Office: Rm 506, Griffith Taylor Building

Ph: +61 2 9351 2873
Fax: +61 2 9351 2603
Email: davida
(Postfix email address with: @psych.usyd.edu.au)

Postal Address:
School of Psychology
Brennan MacCallum Building (A18)
The University of Sydney
NSW 2006
Australia

Research Interests

A major research interest is cross-modal perception, specifically audio-visual. How does the brain combine sensory information from audition and vision? The primary approach is through human psychophysical experiments which measure aspects of an observer’s perception of sounds, images or combinations of both. Our research may focus on spatial aspects (e.g., localisation of events) or on temporal aspects (e.g, timing and order judgments). From these measurements, inferences are drawn as to how the brain processes audiovisual sensory information to give rise to multimodal perception.

The lab also conducts research into unisensory perception, either auditory or visual. Auditory research is done in close collaboration with Assoc. Professor Carlile’s Auditory Neuroscience Laboratory in the School of Medical Sciences, allowing access to sophisticated auditory stimuli and signal processing, and to a large anechoic chamber allowing auditory work to be done in the 'free field'. Alternatively, we use the Carlile lab's sophisticated virtual auditory space (VAS) technology to explore auditory perception with virtual sound.

Other research in the lab focuses purely on visual processes. A major interest addresses how the brain resolves visual conflict between the eyes, as when the eyes receive different images. Interocular conflict gives rise to 'binocular rivalry' in which the brain's conscious state alternates between perceiving the image in one eye and perceiving the image in the other eye. An overview of the state of this burgeoning field can be found in a recent book by David Alais and Randolph Blake: "Binocular Rivalry", MIT Press (2005).

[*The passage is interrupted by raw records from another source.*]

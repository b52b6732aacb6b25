use std::fmt;
use std::io::Read;

use byteorder::{BigEndian, ReadBytesExt, WriteBytesExt};
use glam::{DVec3, Vec3};

use crate::catalog::EntityTypeDescriptor;

use super::PduError;
use super::header::{PduHeader, PduKind};

const MARKING_LENGTH: usize = 11;
const MARKING_CHARSET_ASCII: u8 = 1;
const DEAD_RECKONING_OTHER_LENGTH: usize = 15;

#[derive(Debug, Clone, Copy, Default, PartialEq, Eq, PartialOrd, Ord, Hash)]
pub struct EntityId {
    pub site: u16,
    pub application: u16,
    pub entity: u16,
}

impl EntityId {
    pub const fn new(site: u16, application: u16, entity: u16) -> Self {
        Self {
            site,
            application,
            entity,
        }
    }
}

impl fmt::Display for EntityId {
    fn fmt(&self, f: &mut fmt::Formatter<'_>) -> fmt::Result {
        write!(f, "{}:{}:{}", self.site, self.application, self.entity)
    }
}

#[derive(Debug, Clone, Copy, Default, PartialEq)]
pub struct DeadReckoningParameters {
    pub algorithm: u8,
    pub other: [u8; DEAD_RECKONING_OTHER_LENGTH],
    pub linear_acceleration: Vec3,
    /// Radians per second about the entity's own axes.
    pub angular_velocity: Vec3,
}

#[derive(Debug, Clone, PartialEq)]
pub struct EntityStatePdu {
    pub header: PduHeader,
    pub entity_id: EntityId,
    pub force_id: u8,
    pub entity_type: EntityTypeDescriptor,
    pub alternative_type: EntityTypeDescriptor,
    pub linear_velocity: Vec3,
    /// Geocentric (earth-centred, earth-fixed) metres.
    pub location: DVec3,
    /// Euler angles psi, theta, phi in radians.
    pub orientation: Vec3,
    pub appearance: u32,
    pub dead_reckoning: DeadReckoningParameters,
    pub marking: String,
    pub capabilities: u32,
    /// Articulation parameters are skipped on decode and never encoded.
    pub articulation_count: u8,
}

impl EntityStatePdu {
    pub const SIZE: usize = 144;
    pub const ARTICULATION_PARAMETER_SIZE: usize = 16;

    pub fn new(entity_id: EntityId, entity_type: EntityTypeDescriptor) -> Self {
        Self {
            header: PduHeader::new(PduKind::EntityState, 1),
            entity_id,
            force_id: 0,
            entity_type,
            alternative_type: EntityTypeDescriptor::UNKNOWN,
            linear_velocity: Vec3::ZERO,
            location: DVec3::ZERO,
            orientation: Vec3::ZERO,
            appearance: 0,
            dead_reckoning: DeadReckoningParameters::default(),
            marking: String::new(),
            capabilities: 0,
            articulation_count: 0,
        }
    }

    /// Decodes the body following `header`. `body` excludes the header bytes.
    pub fn decode(header: PduHeader, body: &[u8]) -> Result<Self, PduError> {
        let fixed = Self::SIZE - PduHeader::SIZE;
        if body.len() < fixed {
            return Err(PduError::Truncated {
                needed: fixed,
                available: body.len(),
            });
        }

        let mut cursor = body;
        let entity_id = EntityId {
            site: cursor.read_u16::<BigEndian>()?,
            application: cursor.read_u16::<BigEndian>()?,
            entity: cursor.read_u16::<BigEndian>()?,
        };
        let force_id = cursor.read_u8()?;
        let articulation_count = cursor.read_u8()?;

        let required = fixed + articulation_count as usize * Self::ARTICULATION_PARAMETER_SIZE;
        if body.len() < required {
            return Err(PduError::Truncated {
                needed: required,
                available: body.len(),
            });
        }

        let entity_type = read_entity_type(&mut cursor)?;
        let alternative_type = read_entity_type(&mut cursor)?;
        let linear_velocity = read_vec3(&mut cursor)?;
        let location = DVec3::new(
            cursor.read_f64::<BigEndian>()?,
            cursor.read_f64::<BigEndian>()?,
            cursor.read_f64::<BigEndian>()?,
        );
        let orientation = read_vec3(&mut cursor)?;
        let appearance = cursor.read_u32::<BigEndian>()?;

        let algorithm = cursor.read_u8()?;
        let mut other = [0u8; DEAD_RECKONING_OTHER_LENGTH];
        cursor.read_exact(&mut other)?;
        let dead_reckoning = DeadReckoningParameters {
            algorithm,
            other,
            linear_acceleration: read_vec3(&mut cursor)?,
            angular_velocity: read_vec3(&mut cursor)?,
        };

        let _charset = cursor.read_u8()?;
        let mut marking = [0u8; MARKING_LENGTH];
        cursor.read_exact(&mut marking)?;
        let capabilities = cursor.read_u32::<BigEndian>()?;

        Ok(Self {
            header,
            entity_id,
            force_id,
            entity_type,
            alternative_type,
            linear_velocity,
            location,
            orientation,
            appearance,
            dead_reckoning,
            marking: decode_marking(&marking),
            capabilities,
            articulation_count,
        })
    }

    pub fn encode(&self) -> Result<Vec<u8>, PduError> {
        let mut out = Vec::with_capacity(Self::SIZE);
        self.encode_into(&mut out)?;
        Ok(out)
    }

    /// Appends this PDU to `out`, so several calls build a packed datagram.
    pub fn encode_into(&self, out: &mut Vec<u8>) -> Result<(), PduError> {
        let mut header = self.header;
        header.kind = PduKind::EntityState;
        header.length = Self::SIZE as u16;
        header.encode_into(out)?;

        out.write_u16::<BigEndian>(self.entity_id.site)?;
        out.write_u16::<BigEndian>(self.entity_id.application)?;
        out.write_u16::<BigEndian>(self.entity_id.entity)?;
        out.write_u8(self.force_id)?;
        out.write_u8(0)?;

        write_entity_type(out, &self.entity_type)?;
        write_entity_type(out, &self.alternative_type)?;
        write_vec3(out, self.linear_velocity)?;
        out.write_f64::<BigEndian>(self.location.x)?;
        out.write_f64::<BigEndian>(self.location.y)?;
        out.write_f64::<BigEndian>(self.location.z)?;
        write_vec3(out, self.orientation)?;
        out.write_u32::<BigEndian>(self.appearance)?;

        out.write_u8(self.dead_reckoning.algorithm)?;
        out.extend_from_slice(&self.dead_reckoning.other);
        write_vec3(out, self.dead_reckoning.linear_acceleration)?;
        write_vec3(out, self.dead_reckoning.angular_velocity)?;

        out.write_u8(MARKING_CHARSET_ASCII)?;
        let mut marking = [0u8; MARKING_LENGTH];
        for (slot, byte) in marking.iter_mut().zip(self.marking.bytes()) {
            *slot = byte;
        }
        out.extend_from_slice(&marking);
        out.write_u32::<BigEndian>(self.capabilities)?;

        Ok(())
    }
}

fn read_entity_type(cursor: &mut &[u8]) -> Result<EntityTypeDescriptor, PduError> {
    Ok(EntityTypeDescriptor {
        kind: cursor.read_u8()?,
        domain: cursor.read_u8()?,
        country: cursor.read_u16::<BigEndian>()?,
        category: cursor.read_u8()?,
        subcategory: cursor.read_u8()?,
        specific: cursor.read_u8()?,
        extra: cursor.read_u8()?,
    })
}

fn write_entity_type(out: &mut Vec<u8>, descriptor: &EntityTypeDescriptor) -> Result<(), PduError> {
    out.write_u8(descriptor.kind)?;
    out.write_u8(descriptor.domain)?;
    out.write_u16::<BigEndian>(descriptor.country)?;
    out.write_u8(descriptor.category)?;
    out.write_u8(descriptor.subcategory)?;
    out.write_u8(descriptor.specific)?;
    out.write_u8(descriptor.extra)?;
    Ok(())
}

fn read_vec3(cursor: &mut &[u8]) -> Result<Vec3, PduError> {
    Ok(Vec3::new(
        cursor.read_f32::<BigEndian>()?,
        cursor.read_f32::<BigEndian>()?,
        cursor.read_f32::<BigEndian>()?,
    ))
}

fn write_vec3(out: &mut Vec<u8>, value: Vec3) -> Result<(), PduError> {
    out.write_f32::<BigEndian>(value.x)?;
    out.write_f32::<BigEndian>(value.y)?;
    out.write_f32::<BigEndian>(value.z)?;
    Ok(())
}

fn decode_marking(bytes: &[u8]) -> String {
    let end = bytes.iter().position(|&b| b == 0).unwrap_or(bytes.len());
    String::from_utf8_lossy(&bytes[..end]).trim_end().to_string()
}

Further work in visual perception explores how motion and temporal modulation is encoded by the visual system. We are currently developing new ideas on how 'temporal filters' function in human vision to encode the temporal dimension of visual input. This work is now being extended to an analysis of temporal filtering in natural image sequences (i.e., movies), while other work is looking at the possible role of streak signals left by fast moving images in enhancing motion direction perception.